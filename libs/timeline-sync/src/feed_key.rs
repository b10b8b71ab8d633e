//! Feed identity
//!
//! A [`FeedKey`] names one logical feed: its kind plus the parameters that
//! kind takes. Structural equality is cache identity and single-flight
//! identity. Display format: `Timeline:{Kind}[:{param}...]`

use crate::error::{TimelineError, TimelineResult};
use serde::{Deserialize, Serialize};
use std::fmt;
use std::str::FromStr;

/// Closed set of feed kinds
#[derive(Debug, Clone, Copy, PartialEq, Eq, Hash, Serialize, Deserialize)]
pub enum FeedKind {
    Following,
    Local,
    LocalPublic,
    Trending,
    Notifications,
    Account,
    Hashtag,
    List,
    Conversations,
    Bookmarks,
    Favourites,
}

impl FeedKind {
    pub const ALL: [FeedKind; 11] = [
        FeedKind::Following,
        FeedKind::Local,
        FeedKind::LocalPublic,
        FeedKind::Trending,
        FeedKind::Notifications,
        FeedKind::Account,
        FeedKind::Hashtag,
        FeedKind::List,
        FeedKind::Conversations,
        FeedKind::Bookmarks,
        FeedKind::Favourites,
    ];

    pub fn as_str(&self) -> &'static str {
        match self {
            FeedKind::Following => "Following",
            FeedKind::Local => "Local",
            FeedKind::LocalPublic => "LocalPublic",
            FeedKind::Trending => "Trending",
            FeedKind::Notifications => "Notifications",
            FeedKind::Account => "Account",
            FeedKind::Hashtag => "Hashtag",
            FeedKind::List => "List",
            FeedKind::Conversations => "Conversations",
            FeedKind::Bookmarks => "Bookmarks",
            FeedKind::Favourites => "Favourites",
        }
    }
}

impl fmt::Display for FeedKind {
    fn fmt(&self, f: &mut fmt::Formatter<'_>) -> fmt::Result {
        f.write_str(self.as_str())
    }
}

impl FromStr for FeedKind {
    type Err = TimelineError;

    fn from_str(s: &str) -> Result<Self, Self::Err> {
        FeedKind::ALL
            .iter()
            .copied()
            .find(|k| k.as_str().eq_ignore_ascii_case(s))
            .ok_or_else(|| TimelineError::Configuration(format!("unknown feed kind: {}", s)))
    }
}

/// Identity of one logical feed
#[derive(Debug, Clone, PartialEq, Eq, Hash, Serialize, Deserialize)]
#[serde(tag = "page")]
pub enum FeedKey {
    Following {
        #[serde(rename = "showBoosts")]
        show_boosts: bool,
        #[serde(rename = "showReplies")]
        show_replies: bool,
    },
    Local,
    LocalPublic,
    Trending,
    Notifications,
    Account {
        #[serde(default)]
        id: Option<String>,
        exclude_reblogs: bool,
        only_media: bool,
    },
    Hashtag {
        hashtag: String,
    },
    List {
        list: String,
    },
    Conversations,
    Bookmarks,
    Favourites,
}

impl FeedKey {
    /// Home timeline with boosts and replies shown
    pub fn following() -> Self {
        FeedKey::Following {
            show_boosts: true,
            show_replies: true,
        }
    }

    pub fn account(id: impl Into<String>, exclude_reblogs: bool, only_media: bool) -> Self {
        FeedKey::Account {
            id: Some(id.into()),
            exclude_reblogs,
            only_media,
        }
    }

    pub fn hashtag(tag: impl Into<String>) -> Self {
        FeedKey::Hashtag {
            hashtag: tag.into(),
        }
    }

    pub fn list(id: impl Into<String>) -> Self {
        FeedKey::List { list: id.into() }
    }

    pub fn kind(&self) -> FeedKind {
        match self {
            FeedKey::Following { .. } => FeedKind::Following,
            FeedKey::Local => FeedKind::Local,
            FeedKey::LocalPublic => FeedKind::LocalPublic,
            FeedKey::Trending => FeedKind::Trending,
            FeedKey::Notifications => FeedKind::Notifications,
            FeedKey::Account { .. } => FeedKind::Account,
            FeedKey::Hashtag { .. } => FeedKind::Hashtag,
            FeedKey::List { .. } => FeedKind::List,
            FeedKey::Conversations => FeedKind::Conversations,
            FeedKey::Bookmarks => FeedKind::Bookmarks,
            FeedKey::Favourites => FeedKind::Favourites,
        }
    }

    /// Fail fast when a kind's required parameter is missing
    pub fn validate(&self) -> TimelineResult<()> {
        match self {
            FeedKey::Account { id, .. } if id.as_deref().map_or(true, str::is_empty) => Err(
                TimelineError::Configuration("account feed requires an account id".to_string()),
            ),
            FeedKey::Hashtag { hashtag } if hashtag.is_empty() => Err(
                TimelineError::Configuration("hashtag feed requires a tag name".to_string()),
            ),
            FeedKey::List { list } if list.is_empty() => Err(TimelineError::Configuration(
                "list feed requires a list id".to_string(),
            )),
            _ => Ok(()),
        }
    }

    pub fn account_id(&self) -> Option<&str> {
        match self {
            FeedKey::Account { id, .. } => id.as_deref(),
            _ => None,
        }
    }
}

impl fmt::Display for FeedKey {
    fn fmt(&self, f: &mut fmt::Formatter<'_>) -> fmt::Result {
        write!(f, "Timeline:{}", self.kind())?;
        match self {
            FeedKey::Following {
                show_boosts,
                show_replies,
            } => write!(f, ":boosts={}:replies={}", show_boosts, show_replies),
            FeedKey::Account {
                id,
                exclude_reblogs,
                only_media,
            } => write!(
                f,
                ":{}:exclude_reblogs={}:only_media={}",
                id.as_deref().unwrap_or("-"),
                exclude_reblogs,
                only_media
            ),
            FeedKey::Hashtag { hashtag } => write!(f, ":{}", hashtag),
            FeedKey::List { list } => write!(f, ":{}", list),
            _ => Ok(()),
        }
    }
}

/// Predicate over feed keys for bulk invalidation
#[derive(Debug, Clone, PartialEq, Eq)]
pub enum FeedKeyPrefix {
    All,
    Kind(FeedKind),
    /// Every Account feed of one account, whatever its filters
    Account(String),
}

impl FeedKeyPrefix {
    pub fn matches(&self, key: &FeedKey) -> bool {
        match self {
            FeedKeyPrefix::All => true,
            FeedKeyPrefix::Kind(kind) => key.kind() == *kind,
            FeedKeyPrefix::Account(account_id) => key.account_id() == Some(account_id.as_str()),
        }
    }
}

impl From<FeedKind> for FeedKeyPrefix {
    fn from(kind: FeedKind) -> Self {
        FeedKeyPrefix::Kind(kind)
    }
}
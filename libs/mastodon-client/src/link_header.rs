//! `Link` response header parsing
//!
//! Paginated endpoints answer with
//! `Link: <https://host/api/v1/favourites?max_id=9>; rel="next", <...>; rel="prev"`.
//! Only the query parameters of each link are kept; they become the cursor
//! merged into the following request.

use reqwest::Url;
use timeline_sync::{Cursor, CursorLinks};

pub fn parse_link_header(header: &str) -> CursorLinks {
    let mut links = CursorLinks::default();

    for part in header.split(',') {
        let mut segments = part.split(';');
        let target = match segments.next().map(str::trim) {
            Some(t) if t.starts_with('<') && t.ends_with('>') => &t[1..t.len() - 1],
            _ => continue,
        };

        let rel = segments.find_map(|s| {
            let (name, value) = s.trim().split_once('=')?;
            (name.trim() == "rel").then(|| value.trim().trim_matches('"').to_string())
        });

        let cursor = match query_cursor(target) {
            Some(cursor) => cursor,
            None => continue,
        };
        match rel.as_deref() {
            Some("next") => links.next = Some(cursor),
            Some("prev") => links.prev = Some(cursor),
            _ => {}
        }
    }

    links
}

fn query_cursor(target: &str) -> Option<Cursor> {
    let url = Url::parse(target).ok()?;
    let cursor = Cursor::new(
        url.query_pairs()
            .filter(|(name, _)| !name.is_empty())
            .map(|(name, value)| (name.into_owned(), value.into_owned())),
    );
    (!cursor.is_empty()).then_some(cursor)
}
//! Remote status resolution through the instance's search endpoint

use async_trait::async_trait;
use std::sync::Arc;
use timeline_sync::ports::{StatusLookup, Transport};
use timeline_sync::{ApiRequest, HttpError};
use tracing::debug;

/// Maps a foreign status URI to the id the home instance knows it by.
///
/// Uses `GET /api/v2/search?q=<uri>&type=statuses&resolve=true&limit=1`.
pub struct SearchLookup {
    transport: Arc<dyn Transport>,
}

impl SearchLookup {
    pub fn new(transport: Arc<dyn Transport>) -> Self {
        Self { transport }
    }

    fn request(uri: &str) -> ApiRequest {
        ApiRequest::get("search")
            .api_version(2)
            .param("q", uri)
            .param("type", "statuses")
            .param("resolve", "true")
            .param("limit", "1")
    }
}

#[async_trait]
impl StatusLookup for SearchLookup {
    async fn resolve_remote_status(&self, uri: &str) -> Result<Option<String>, HttpError> {
        let response = self.transport.request(Self::request(uri)).await?;
        let id = response
            .body
            .get("statuses")
            .and_then(|s| s.as_array())
            .and_then(|s| s.first())
            .and_then(|s| s.get("id"))
            .and_then(|id| id.as_str())
            .map(str::to_string);

        debug!(uri, found = id.is_some(), "Searched for remote status");
        Ok(id)
    }
}

#[cfg(test)]
mod tests {
    use super::*;

    #[test]
    fn test_search_request() {
        let req = SearchLookup::request("https://far.example/@bob/1");
        assert_eq!(req.path, "search");
        assert_eq!(req.api_version, 2);
        assert_eq!(req.param_value("q"), Some("https://far.example/@bob/1"));
        assert_eq!(req.param_value("type"), Some("statuses"));
        assert_eq!(req.param_value("resolve"), Some("true"));
        assert_eq!(req.param_value("limit"), Some("1"));
    }
}
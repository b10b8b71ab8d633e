//! Mutation intents and their transport requests

use crate::model::{Status, StatusFlag, Visibility};
use crate::ports::ApiRequest;
use serde::{Deserialize, Serialize};

/// The status a status-level intent acts on, as it is cached
#[derive(Debug, Clone, PartialEq, Eq, Serialize, Deserialize)]
pub struct StatusTarget {
    pub id: String,
    #[serde(default)]
    pub uri: String,
    /// Seen through a foreign-instance view; `uri` must be resolved first
    #[serde(default)]
    pub remote: bool,
}

impl StatusTarget {
    pub fn local(id: impl Into<String>) -> Self {
        Self {
            id: id.into(),
            uri: String::new(),
            remote: false,
        }
    }

    pub fn remote(id: impl Into<String>, uri: impl Into<String>) -> Self {
        Self {
            id: id.into(),
            uri: uri.into(),
            remote: true,
        }
    }
}

impl From<&Status> for StatusTarget {
    fn from(status: &Status) -> Self {
        Self {
            id: status.id.clone(),
            uri: status.uri.clone(),
            remote: status.remote,
        }
    }
}

#[derive(Debug, Clone, Copy, PartialEq, Eq, Serialize, Deserialize)]
#[serde(tag = "property", rename_all = "snake_case")]
pub enum StatusProperty {
    Favourited,
    Reblogged { visibility: Visibility },
    Bookmarked,
    Muted,
    Pinned,
}

impl StatusProperty {
    pub fn flag(&self) -> StatusFlag {
        match self {
            StatusProperty::Favourited => StatusFlag::Favourited,
            StatusProperty::Reblogged { .. } => StatusFlag::Reblogged,
            StatusProperty::Bookmarked => StatusFlag::Bookmarked,
            StatusProperty::Muted => StatusFlag::Muted,
            StatusProperty::Pinned => StatusFlag::Pinned,
        }
    }
}

#[derive(Debug, Clone, PartialEq, Eq, Serialize, Deserialize)]
#[serde(tag = "action", rename_all = "snake_case")]
pub enum PollAction {
    /// One boolean per poll option, `true` = chosen
    Vote { options: Vec<bool> },
    Refresh,
}

impl PollAction {
    /// Indexes of the chosen options
    pub fn choices(&self) -> Vec<usize> {
        match self {
            PollAction::Vote { options } => options
                .iter()
                .enumerate()
                .filter_map(|(i, &chosen)| chosen.then_some(i))
                .collect(),
            PollAction::Refresh => Vec::new(),
        }
    }
}

/// Collection a deleted item belongs to
#[derive(Debug, Clone, Copy, PartialEq, Eq, Serialize, Deserialize)]
#[serde(rename_all = "snake_case")]
pub enum DeleteSource {
    Statuses,
    Conversations,
}

impl DeleteSource {
    pub fn as_str(&self) -> &'static str {
        match self {
            DeleteSource::Statuses => "statuses",
            DeleteSource::Conversations => "conversations",
        }
    }
}

#[derive(Debug, Clone, Copy, PartialEq, Eq, Serialize, Deserialize)]
#[serde(rename_all = "snake_case")]
pub enum AccountProperty {
    Mute,
    Block,
    Report,
}

/// One user action against the server
#[derive(Debug, Clone, PartialEq, Serialize, Deserialize)]
#[serde(tag = "type", rename_all = "snake_case")]
pub enum MutationIntent {
    StatusProperty {
        status: StatusTarget,
        #[serde(flatten)]
        property: StatusProperty,
        to: bool,
    },
    Poll {
        status: StatusTarget,
        poll_id: String,
        #[serde(flatten)]
        action: PollAction,
    },
    DeleteItem {
        source: DeleteSource,
        id: String,
    },
    AccountProperty {
        account_id: String,
        property: AccountProperty,
        current_value: bool,
    },
    DomainBlock {
        domain: String,
    },
}

impl MutationIntent {
    pub fn favourite(status: StatusTarget, to: bool) -> Self {
        MutationIntent::StatusProperty {
            status,
            property: StatusProperty::Favourited,
            to,
        }
    }

    pub fn reblog(status: StatusTarget, to: bool, visibility: Visibility) -> Self {
        MutationIntent::StatusProperty {
            status,
            property: StatusProperty::Reblogged { visibility },
            to,
        }
    }

    pub fn bookmark(status: StatusTarget, to: bool) -> Self {
        MutationIntent::StatusProperty {
            status,
            property: StatusProperty::Bookmarked,
            to,
        }
    }

    pub fn delete_status(id: impl Into<String>) -> Self {
        MutationIntent::DeleteItem {
            source: DeleteSource::Statuses,
            id: id.into(),
        }
    }

    pub fn vote(status: StatusTarget, poll_id: impl Into<String>, options: Vec<bool>) -> Self {
        MutationIntent::Poll {
            status,
            poll_id: poll_id.into(),
            action: PollAction::Vote { options },
        }
    }

    /// Short label for metrics and logs
    pub fn label(&self) -> &'static str {
        match self {
            MutationIntent::StatusProperty { property, .. } => property.flag().action(),
            MutationIntent::Poll {
                action: PollAction::Vote { .. },
                ..
            } => "poll_vote",
            MutationIntent::Poll {
                action: PollAction::Refresh,
                ..
            } => "poll_refresh",
            MutationIntent::DeleteItem { .. } => "delete",
            MutationIntent::AccountProperty { property, .. } => match property {
                AccountProperty::Mute => "account_mute",
                AccountProperty::Block => "account_block",
                AccountProperty::Report => "report",
            },
            MutationIntent::DomainBlock { .. } => "domain_block",
        }
    }

    /// Status id that must be resolved through the lookup, if any
    pub fn remote_target(&self) -> Option<&StatusTarget> {
        match self {
            MutationIntent::StatusProperty { status, .. } if status.remote => Some(status),
            _ => None,
        }
    }

    /// Transport request; `resolved_id` replaces the cached status id
    pub fn request(&self, resolved_id: Option<&str>) -> ApiRequest {
        match self {
            MutationIntent::StatusProperty {
                status,
                property,
                to,
            } => {
                let id = resolved_id.unwrap_or(&status.id);
                let prefix = if *to { "" } else { "un" };
                let request =
                    ApiRequest::post(format!("statuses/{}/{}{}", id, prefix, property.flag().action()));
                match property {
                    StatusProperty::Reblogged { visibility } => {
                        request.form_field("visibility", visibility.as_str())
                    }
                    _ => request,
                }
            }
            MutationIntent::Poll {
                poll_id, action, ..
            } => match action {
                PollAction::Vote { .. } => action.choices().into_iter().fold(
                    ApiRequest::post(format!("polls/{}/votes", poll_id)),
                    |request, choice| request.form_field("choices[]", choice.to_string()),
                ),
                PollAction::Refresh => ApiRequest::get(format!("polls/{}", poll_id)),
            },
            MutationIntent::DeleteItem { source, id } => {
                ApiRequest::delete(format!("{}/{}", source.as_str(), id))
            }
            MutationIntent::AccountProperty {
                account_id,
                property,
                current_value,
            } => match property {
                AccountProperty::Mute | AccountProperty::Block => {
                    let prefix = if *current_value { "un" } else { "" };
                    let action = if *property == AccountProperty::Mute {
                        "mute"
                    } else {
                        "block"
                    };
                    ApiRequest::post(format!("accounts/{}/{}{}", account_id, prefix, action))
                }
                AccountProperty::Report => {
                    ApiRequest::post("reports").param("account_id", account_id.as_str())
                }
            },
            MutationIntent::DomainBlock { domain } => {
                ApiRequest::post("domain_blocks").param("domain", domain.as_str())
            }
        }
    }
}

#[cfg(test)]
mod tests {
    use super::*;
    use crate::ports::Method;
    use serde_json::json;

    #[test]
    fn test_status_property_requests() {
        let req = MutationIntent::favourite(StatusTarget::local("9"), true).request(None);
        assert_eq!(req.method, Method::Post);
        assert_eq!(req.path, "statuses/9/favourite");

        let req = MutationIntent::bookmark(StatusTarget::local("9"), false).request(None);
        assert_eq!(req.path, "statuses/9/unbookmark");

        let req = MutationIntent::reblog(StatusTarget::remote("9", "https://far/9"), true, Visibility::Unlisted)
            .request(Some("42"));
        assert_eq!(req.path, "statuses/42/reblog");
        assert_eq!(
            req.form,
            vec![("visibility".to_string(), "unlisted".to_string())]
        );
    }

    #[test]
    fn test_poll_vote_sends_chosen_indexes() {
        let intent = MutationIntent::vote(StatusTarget::local("1"), "p1", vec![true, false, true]);
        let req = intent.request(None);
        assert_eq!(req.path, "polls/p1/votes");
        let choices: Vec<&str> = req
            .form
            .iter()
            .filter(|(n, _)| n == "choices[]")
            .map(|(_, v)| v.as_str())
            .collect();
        assert_eq!(choices, vec!["0", "2"]);
    }

    #[test]
    fn test_account_and_domain_requests() {
        let unmute = MutationIntent::AccountProperty {
            account_id: "7".to_string(),
            property: AccountProperty::Mute,
            current_value: true,
        };
        assert_eq!(unmute.request(None).path, "accounts/7/unmute");

        let block = MutationIntent::AccountProperty {
            account_id: "7".to_string(),
            property: AccountProperty::Block,
            current_value: false,
        };
        assert_eq!(block.request(None).path, "accounts/7/block");

        let report = MutationIntent::AccountProperty {
            account_id: "7".to_string(),
            property: AccountProperty::Report,
            current_value: false,
        };
        let req = report.request(None);
        assert_eq!(req.path, "reports");
        assert_eq!(req.param_value("account_id"), Some("7"));

        let req = MutationIntent::DomainBlock {
            domain: "spam.example".to_string(),
        }
        .request(None);
        assert_eq!(req.path, "domain_blocks");
        assert_eq!(req.param_value("domain"), Some("spam.example"));
    }

    #[test]
    fn test_delete_request_and_label() {
        let intent = MutationIntent::DeleteItem {
            source: DeleteSource::Conversations,
            id: "c1".to_string(),
        };
        assert_eq!(intent.request(None).method, Method::Delete);
        assert_eq!(intent.request(None).path, "conversations/c1");
        assert_eq!(intent.label(), "delete");
    }

    #[test]
    fn test_only_remote_status_targets_need_resolution() {
        let local = MutationIntent::favourite(StatusTarget::local("1"), true);
        assert!(local.remote_target().is_none());

        let remote = MutationIntent::favourite(StatusTarget::remote("1", "https://far/1"), true);
        assert_eq!(remote.remote_target().unwrap().uri, "https://far/1");
    }

    #[test]
    fn test_intent_serialization() {
        let value = serde_json::to_value(MutationIntent::reblog(
            StatusTarget::local("1"),
            true,
            Visibility::Public,
        ))
        .unwrap();
        assert_eq!(
            value,
            json!({
                "type": "status_property",
                "status": {"id": "1", "uri": "", "remote": false},
                "property": "reblogged",
                "visibility": "public",
                "to": true
            })
        );
    }
}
#####
▸ **ASSIGNED TASK**: Go over the listing above and copy out each line that includes "Pinned".

▸ **YOUR SOLUTION**:
    Pinned,
            StatusProperty::Pinned => StatusFlag::Pinned,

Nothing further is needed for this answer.